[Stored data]
..............................

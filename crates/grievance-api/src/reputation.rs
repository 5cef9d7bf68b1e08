//! Local authority stats with a fire-and-forget mirror to the reputation ledger.

use std::path::PathBuf;
use std::sync::Arc;

use anyhow::{anyhow, Context, Result};
use grievance_core::{
    effective_score, off_chain_score, rank_leaderboard, Authority, AuthorityId, LeaderboardEntry,
    ReputationEvent, ReputationSnapshot,
};
use grievance_ledger::ReputationLedger;
use serde::{Deserialize, Serialize};

use crate::background::BackgroundQueue;
use crate::open_store;

#[derive(Debug, Clone, Serialize, Deserialize, PartialEq)]
pub struct AuthorityReputation {
    pub authority: Authority,
    pub stats: ReputationSnapshot,
    pub off_chain_score: u16,
    pub on_chain_score: Option<u16>,
    pub effective_score: u16,
}

#[derive(Clone)]
pub struct ReputationAccumulator {
    db_path: PathBuf,
    ledger: Arc<dyn ReputationLedger>,
    queue: BackgroundQueue,
}

impl ReputationAccumulator {
    #[must_use]
    pub fn new(db_path: PathBuf, ledger: Arc<dyn ReputationLedger>, queue: BackgroundQueue) -> Self {
        Self { db_path, ledger, queue }
    }

    /// Apply `event` to the local stats row, then queue the ledger mirror when
    /// the authority has an external account.
    ///
    /// # Errors
    /// Returns an error when the authority is unknown or the local write fails.
    pub fn record(&self, authority_id: AuthorityId, event: ReputationEvent) -> Result<()> {
        let mut store = open_store(&self.db_path)?;
        let authority = store
            .get_authority(authority_id)?
            .ok_or_else(|| anyhow!("authority {authority_id} not found"))?;
        store.record_stats_event(authority_id, event)?;

        if let Some(account) = authority.external_account_id {
            let ledger = Arc::clone(&self.ledger);
            self.queue.submit("reputation_mirror", async move {
                let receipt = ledger
                    .record(&account, event)
                    .await
                    .with_context(|| format!("reputation mirror failed for {account}"))?;
                tracing::debug!(
                    authority_id = %authority_id,
                    event = event.as_str(),
                    tx_id = %receipt.tx_id,
                    "reputation event mirrored"
                );
                Ok(())
            });
        }
        Ok(())
    }

    /// [`Self::record`] for lifecycle call sites, where a failure is logged and swallowed.
    pub fn track(&self, authority_id: AuthorityId, event: ReputationEvent) {
        if let Err(err) = self.record(authority_id, event) {
            tracing::warn!(
                authority_id = %authority_id,
                event = event.as_str(),
                error = %err,
                "failed to record reputation event"
            );
        }
    }

    pub fn record_assignment(&self, authority_id: AuthorityId) {
        self.track(authority_id, ReputationEvent::Assignment);
    }

    pub fn record_first_response(&self, authority_id: AuthorityId, hours: f64) {
        self.track(authority_id, ReputationEvent::FirstResponse { hours });
    }

    pub fn record_resolution(&self, authority_id: AuthorityId, hours: f64) {
        self.track(authority_id, ReputationEvent::Resolution { hours });
    }

    pub fn record_escalation(&self, authority_id: AuthorityId) {
        self.track(authority_id, ReputationEvent::Escalation);
    }

    /// Credit a citizen rating. Unlike the lifecycle hooks, failures are returned.
    ///
    /// # Errors
    /// Returns an error when the authority is unknown or the local write fails.
    pub fn submit_rating(&self, authority_id: AuthorityId, positive: bool) -> Result<()> {
        self.record(authority_id, ReputationEvent::Rating { positive })
    }

    /// Returns `None` when the authority does not exist.
    ///
    /// # Errors
    /// Returns an error when the local store cannot be read.
    pub async fn reputation(&self, authority_id: AuthorityId) -> Result<Option<AuthorityReputation>> {
        let (authority, stats) = {
            let store = open_store(&self.db_path)?;
            let Some(authority) = store.get_authority(authority_id)? else {
                return Ok(None);
            };
            let stats = store.authority_stats(authority_id)?;
            (authority, stats)
        };

        let on_chain_score = self.on_chain_score(&authority).await;
        let off_chain = off_chain_score(&stats);
        Ok(Some(AuthorityReputation {
            effective_score: effective_score(on_chain_score, off_chain),
            off_chain_score: off_chain,
            on_chain_score,
            stats,
            authority,
        }))
    }

    /// Every authority ranked by effective score.
    ///
    /// # Errors
    /// Returns an error when the local store cannot be read.
    pub async fn leaderboard(&self) -> Result<Vec<LeaderboardEntry>> {
        let rows = open_store(&self.db_path)?.list_authority_stats()?;

        let mut entries = Vec::with_capacity(rows.len());
        for (authority, stats) in rows {
            let on_chain_score = self.on_chain_score(&authority).await;
            let off_chain = off_chain_score(&stats);
            entries.push(LeaderboardEntry {
                rank: 0,
                authority_id: authority.id,
                name: authority.name,
                off_chain_score: off_chain,
                on_chain_score,
                effective_score: effective_score(on_chain_score, off_chain),
            });
        }
        rank_leaderboard(&mut entries);
        Ok(entries)
    }

    async fn on_chain_score(&self, authority: &Authority) -> Option<u16> {
        let account = authority.external_account_id.as_deref()?;
        match self.ledger.score(account).await {
            Ok(score) => score,
            Err(err) => {
                tracing::warn!(
                    authority_id = %authority.id,
                    error = %err,
                    "on-chain reputation unavailable; using local score"
                );
                None
            }
        }
    }
}
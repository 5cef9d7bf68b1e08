use std::time::Duration;

use async_trait::async_trait;
use grievance_core::{GrievanceStatus, ReputationEvent};
use reqwest::{Client, StatusCode};
use serde::de::DeserializeOwned;
use serde::{Deserialize, Serialize};
use tokio::sync::mpsc;

use crate::{
    BlockRange, EventKindFilter, GrievanceLedger, HistoryEntry, LedgerError, LedgerEvent,
    ReputationLedger, TxReceipt, DEFAULT_MAX_EVENT_SPAN,
};

const DEFAULT_TIMEOUT_SECS: u64 = 15;
const DEFAULT_POLL_INTERVAL: Duration = Duration::from_secs(5);

#[derive(Debug, Serialize)]
struct RegisterBody<'a> {
    canonical_hash: &'a str,
}

#[derive(Debug, Serialize)]
struct StatusBody<'a> {
    status: GrievanceStatus,
    message: &'a str,
}

#[derive(Debug, Deserialize)]
struct ExistsResponse {
    exists: bool,
}

#[derive(Debug, Deserialize)]
struct HeadResponse {
    block: u64,
}

#[derive(Debug, Deserialize)]
struct ScoreResponse {
    score: u16,
}

#[derive(Debug, Clone)]
struct GatewayClient {
    client: Client,
    base_url: String,
}

impl GatewayClient {
    fn new(base_url: &str, timeout: Duration) -> Result<Self, LedgerError> {
        let client = Client::builder()
            .timeout(timeout)
            .build()
            .map_err(|err| LedgerError::Unavailable(format!("failed to build http client: {err}")))?;
        Ok(Self { client, base_url: base_url.trim_end_matches('/').to_string() })
    }

    fn url(&self, path: &str) -> String {
        format!("{}{path}", self.base_url)
    }

    async fn get<T: DeserializeOwned>(
        &self,
        path: &str,
        query: &[(&str, String)],
    ) -> Result<Option<T>, LedgerError> {
        let response = self
            .client
            .get(self.url(path))
            .query(query)
            .send()
            .await
            .map_err(|err| LedgerError::Unavailable(err.to_string()))?;
        if response.status() == StatusCode::NOT_FOUND {
            return Ok(None);
        }
        decode(response).await.map(Some)
    }

    async fn post<B: Serialize + Sync, T: DeserializeOwned>(
        &self,
        path: &str,
        body: &B,
    ) -> Result<T, LedgerError> {
        let response = self
            .client
            .post(self.url(path))
            .json(body)
            .send()
            .await
            .map_err(|err| LedgerError::Unavailable(err.to_string()))?;
        decode(response).await
    }
}

async fn decode<T: DeserializeOwned>(response: reqwest::Response) -> Result<T, LedgerError> {
    let status = response.status();
    if status.is_success() {
        return response.json::<T>().await.map_err(|err| LedgerError::Decode(err.to_string()));
    }

    let body = response.text().await.unwrap_or_default();
    Err(classify(status, &body))
}

fn classify(status: StatusCode, body: &str) -> LedgerError {
    if status == StatusCode::TOO_MANY_REQUESTS {
        LedgerError::RateLimited
    } else if status.is_client_error() {
        LedgerError::Rejected(format!("{status}: {body}"))
    } else {
        LedgerError::Unavailable(format!("{status}: {body}"))
    }
}

/// Grievance ledger reached through an HTTP gateway.
///
/// The gateway has no push channel, so `subscribe` polls the head and pages
/// new blocks through `/events` in windows of at most `max_span` blocks.
#[derive(Debug, Clone)]
pub struct HttpLedgerGateway {
    inner: GatewayClient,
    poll_interval: Duration,
    max_span: u64,
}

impl HttpLedgerGateway {
    /// # Errors
    /// Returns [`LedgerError::Unavailable`] when the HTTP client cannot be built.
    pub fn new(base_url: &str) -> Result<Self, LedgerError> {
        Ok(Self {
            inner: GatewayClient::new(base_url, Duration::from_secs(DEFAULT_TIMEOUT_SECS))?,
            poll_interval: DEFAULT_POLL_INTERVAL,
            max_span: DEFAULT_MAX_EVENT_SPAN,
        })
    }

    #[must_use]
    pub fn with_poll_interval(mut self, poll_interval: Duration) -> Self {
        self.poll_interval = poll_interval;
        self
    }

    #[must_use]
    pub fn with_max_span(mut self, max_span: u64) -> Self {
        self.max_span = max_span.max(1);
        self
    }

    async fn forward_new_blocks(
        &self,
        watermark: &mut u64,
        sender: &mpsc::Sender<LedgerEvent>,
    ) -> Result<bool, LedgerError> {
        let head = self.head_block().await?;
        while *watermark < head {
            let range = BlockRange {
                from: *watermark + 1,
                to: watermark.saturating_add(self.max_span).min(head),
            };
            for event in self.events_between(range, EventKindFilter::All).await? {
                if sender.send(event).await.is_err() {
                    return Ok(false);
                }
            }
            *watermark = range.to;
        }
        Ok(true)
    }
}

#[async_trait]
impl GrievanceLedger for HttpLedgerGateway {
    async fn register(&self, canonical_hash: &str) -> Result<TxReceipt, LedgerError> {
        self.inner.post("/grievances", &RegisterBody { canonical_hash }).await
    }

    async fn record_status(
        &self,
        canonical_hash: &str,
        status: GrievanceStatus,
        message: &str,
    ) -> Result<TxReceipt, LedgerError> {
        self.inner
            .post(&format!("/grievances/{canonical_hash}/status"), &StatusBody { status, message })
            .await
    }

    async fn exists(&self, canonical_hash: &str) -> Result<bool, LedgerError> {
        let response: Option<ExistsResponse> =
            self.inner.get(&format!("/grievances/{canonical_hash}/exists"), &[]).await?;
        Ok(response.is_some_and(|body| body.exists))
    }

    async fn history(&self, canonical_hash: &str) -> Result<Vec<HistoryEntry>, LedgerError> {
        let entries: Option<Vec<HistoryEntry>> =
            self.inner.get(&format!("/grievances/{canonical_hash}/history"), &[]).await?;
        Ok(entries.unwrap_or_default())
    }

    async fn head_block(&self) -> Result<u64, LedgerError> {
        let head: Option<HeadResponse> = self.inner.get("/head", &[]).await?;
        head.map(|body| body.block)
            .ok_or_else(|| LedgerError::Unavailable("gateway has no /head endpoint".to_string()))
    }

    async fn events_between(
        &self,
        range: BlockRange,
        filter: EventKindFilter,
    ) -> Result<Vec<LedgerEvent>, LedgerError> {
        if range.is_empty() {
            return Ok(Vec::new());
        }
        let query = [
            ("from", range.from.to_string()),
            ("to", range.to.to_string()),
            ("kind", filter.as_str().to_string()),
        ];
        let events: Option<Vec<LedgerEvent>> = self.inner.get("/events", &query).await?;
        Ok(events.unwrap_or_default())
    }

    async fn subscribe(&self, buffer: usize) -> Result<mpsc::Receiver<LedgerEvent>, LedgerError> {
        let start = self.head_block().await?;
        let (sender, receiver) = mpsc::channel(buffer.max(1));
        let gateway = self.clone();

        tokio::spawn(async move {
            let mut watermark = start;
            let mut ticker = tokio::time::interval(gateway.poll_interval);
            loop {
                ticker.tick().await;
                if sender.is_closed() {
                    break;
                }
                match gateway.forward_new_blocks(&mut watermark, &sender).await {
                    Ok(true) => {}
                    Ok(false) => break,
                    Err(err) => {
                        tracing::warn!(block = watermark, error = %err, "ledger poll failed");
                    }
                }
            }
            tracing::debug!(block = watermark, "ledger subscription closed");
        });

        Ok(receiver)
    }
}

/// Reputation contract reached through the same HTTP gateway.
#[derive(Debug, Clone)]
pub struct HttpReputationGateway {
    inner: GatewayClient,
}

impl HttpReputationGateway {
    /// # Errors
    /// Returns [`LedgerError::Unavailable`] when the HTTP client cannot be built.
    pub fn new(base_url: &str) -> Result<Self, LedgerError> {
        Ok(Self { inner: GatewayClient::new(base_url, Duration::from_secs(DEFAULT_TIMEOUT_SECS))? })
    }
}

#[async_trait]
impl ReputationLedger for HttpReputationGateway {
    async fn record(
        &self,
        account: &str,
        event: ReputationEvent,
    ) -> Result<TxReceipt, LedgerError> {
        self.inner.post(&format!("/reputation/{account}/events"), &event).await
    }

    async fn score(&self, account: &str) -> Result<Option<u16>, LedgerError> {
        let score: Option<ScoreResponse> =
            self.inner.get(&format!("/reputation/{account}"), &[]).await?;
        Ok(score.map(|body| body.score))
    }
}
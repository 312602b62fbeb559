//! End-to-end tests for tokenization boundary behaviors.

use wisp::lexer::Lexer;
use wisp::token::TokenKind;

fn kinds(input: &str) -> Vec<TokenKind> {
    let mut lexer = Lexer::new(input);
    let mut out = Vec::new();
    loop {
        let token = lexer.next_token();
        let done = token.kind == TokenKind::Eof;
        out.push(token.kind);
        if done {
            break;
        }
    }
    out
}

#[test]
fn empty_input_is_just_eof() {
    assert_eq!(kinds(""), vec![TokenKind::Eof]);
}

#[test]
fn two_char_operators_are_not_split() {
    assert_eq!(kinds("== !="), vec![TokenKind::Eq, TokenKind::NotEq, TokenKind::Eof]);
}

#[test]
fn identifier_immediately_followed_by_punctuation() {
    assert_eq!(
        kinds("foo)"),
        vec![TokenKind::Ident, TokenKind::RParen, TokenKind::Eof]
    );
}

#[test]
fn full_program_tokenizes_in_order() {
    let input = "let five = 5;\nlet add = fn(x, y) { x + y; };\nadd(five, 10);";
    let got = kinds(input);
    assert_eq!(got.first(), Some(&TokenKind::Let));
    assert_eq!(got.last(), Some(&TokenKind::Eof));
    assert!(got.contains(&TokenKind::Function));
}

#[test]
fn eof_is_idempotent() {
    let mut lexer = Lexer::new("");
    assert_eq!(lexer.next_token().kind, TokenKind::Eof);
    assert_eq!(lexer.next_token().kind, TokenKind::Eof);
}

#[test]
fn unrecognized_byte_is_illegal_not_an_error() {
    assert_eq!(kinds("@"), vec![TokenKind::Illegal, TokenKind::Eof]);
}
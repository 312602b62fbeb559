//! Runtime value model shared by the tree-walking evaluator and the
//! bytecode VM.
//!
//! Values are immutable leaves or immutable composites — nothing mutates a
//! value cell after construction, so sharing one behind an [`Rc`] instead of
//! cloning its contents is always safe. `ReturnMarker` and `ErrorMsg` are
//! internal sentinels used to unwind evaluation; they are produced by
//! [`crate::evaluator`] and never appear in a value a caller constructs by
//! hand.
//!
//! # See Also
//!
//! * [`crate::environment`] - name-to-value scope chain
//! * [`crate::evaluator`] - produces and consumes these values

mod hash_key;

pub use hash_key::HashKey;

use std::fmt;
use std::rc::Rc;

use crate::ast::BlockStatement;
use crate::environment::Env;

/// A bound function: its parameter names, body, and the environment active
/// at its point of definition (this is what makes it a closure).
#[derive(Debug)]
pub struct FunctionValue {
    pub params: Vec<String>,
    pub body: BlockStatement,
    pub env: Env,
}

pub type BuiltinFn = fn(&[Value]) -> Value;

#[derive(Debug, Clone)]
pub enum Value {
    Integer(i64),
    Boolean(bool),
    Null,
    /// Unwinds block evaluation up to a function-call boundary. Never
    /// escapes `Program` evaluation — see [`crate::evaluator`].
    ReturnMarker(Box<Value>),
    /// Short-circuits evaluation. Detected only by tag, never by message
    /// content.
    ErrorMsg(String),
    Function(Rc<FunctionValue>),
    StringV(Rc<str>),
    Builtin(BuiltinFn),
    Array(Rc<Vec<Value>>),
    Hash(Rc<std::collections::HashMap<HashKey, (Value, Value)>>),
}

impl Value {
    pub fn type_name(&self) -> &'static str {
        match self {
            Value::Integer(_) => "INTEGER",
            Value::Boolean(_) => "BOOLEAN",
            Value::Null => "NULL",
            Value::ReturnMarker(_) => "RETURN_VALUE",
            Value::ErrorMsg(_) => "ERROR",
            Value::Function(_) => "FUNCTION",
            Value::StringV(_) => "STRING",
            Value::Builtin(_) => "BUILTIN",
            Value::Array(_) => "ARRAY",
            Value::Hash(_) => "HASH",
        }
    }

    /// Truthiness used by `if` conditions and `!`: everything is truthy
    /// except `false` and `null`.
    pub fn is_truthy(&self) -> bool {
        !matches!(self, Value::Boolean(false) | Value::Null)
    }

    pub fn is_error(&self) -> bool {
        matches!(self, Value::ErrorMsg(_))
    }

    pub fn hash_key(&self) -> Option<HashKey> {
        match self {
            Value::Boolean(b) => Some(HashKey::from_bool(*b)),
            Value::Integer(i) => Some(HashKey::from_i64(*i)),
            Value::StringV(s) => Some(HashKey::from_str(s)),
            _ => None,
        }
    }

    /// The value's `Inspect()` form, used by the REPL and as the test
    /// oracle for evaluator scenarios. See spec §6.
    pub fn inspect(&self) -> String {
        self.to_string()
    }
}

impl fmt::Display for Value {
    fn fmt(&self, f: &mut fmt::Formatter<'_>) -> fmt::Result {
        match self {
            Value::Integer(i) => write!(f, "{i}"),
            Value::Boolean(b) => write!(f, "{b}"),
            Value::Null => write!(f, "null"),
            Value::ReturnMarker(inner) => write!(f, "{inner}"),
            Value::ErrorMsg(msg) => write!(f, "ERROR: {msg}"),
            Value::StringV(s) => write!(f, "{s}"),
            Value::Builtin(_) => write!(f, "builtin function"),
            Value::Array(elements) => {
                let joined: Vec<String> = elements.iter().map(|v| v.inspect()).collect();
                write!(f, "[{}]", joined.join(", "))
            }
            Value::Hash(pairs) => {
                let joined: Vec<String> = pairs
                    .values()
                    .map(|(k, v)| format!("{}: {}", k.inspect(), v.inspect()))
                    .collect();
                write!(f, "{{{}}}", joined.join(", "))
            }
            Value::Function(func) => {
                write!(f, "fn({}) {{\n{}\n", func.params.join(","), func.body)
            }
        }
    }
}

#[cfg(test)]
mod tests {
    use super::*;

    #[test]
    fn integers_and_booleans_inspect_plainly() {
        assert_eq!(Value::Integer(5).inspect(), "5");
        assert_eq!(Value::Boolean(true).inspect(), "true");
        assert_eq!(Value::Null.inspect(), "null");
    }

    #[test]
    fn error_inspects_with_prefix() {
        assert_eq!(
            Value::ErrorMsg("boom".into()).inspect(),
            "ERROR: boom"
        );
    }

    #[test]
    fn array_inspects_comma_space_joined() {
        let arr = Value::Array(Rc::new(vec![Value::Integer(1), Value::Integer(2)]));
        assert_eq!(arr.inspect(), "[1, 2]");
    }

    #[test]
    fn truthiness_excludes_only_false_and_null() {
        assert!(Value::Integer(0).is_truthy());
        assert!(!Value::Boolean(false).is_truthy());
        assert!(!Value::Null.is_truthy());
        assert!(Value::Boolean(true).is_truthy());
    }

    #[test]
    fn only_bool_int_string_are_hashable() {
        assert!(Value::Boolean(true).hash_key().is_some());
        assert!(Value::Integer(5).hash_key().is_some());
        assert!(Value::StringV("x".into()).hash_key().is_some());
        assert!(Value::Null.hash_key().is_none());
    }
}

..............................

* INSTRUCTIONS FOR THE TASK *
Set the lines down exactly as they stand, beginning at the one that contains "assert!(Value::Boolean(true).hash_key().is_some());" and stopping after the last line of the entries above.

* TASK RESULT *
        assert!(Value::Boolean(true).hash_key().is_some());
        assert!(Value::Integer(5).hash_key().is_some());
        assert!(Value::StringV("x".into()).hash_key().is_some());
        assert!(Value::Null.hash_key().is_none());
    }
}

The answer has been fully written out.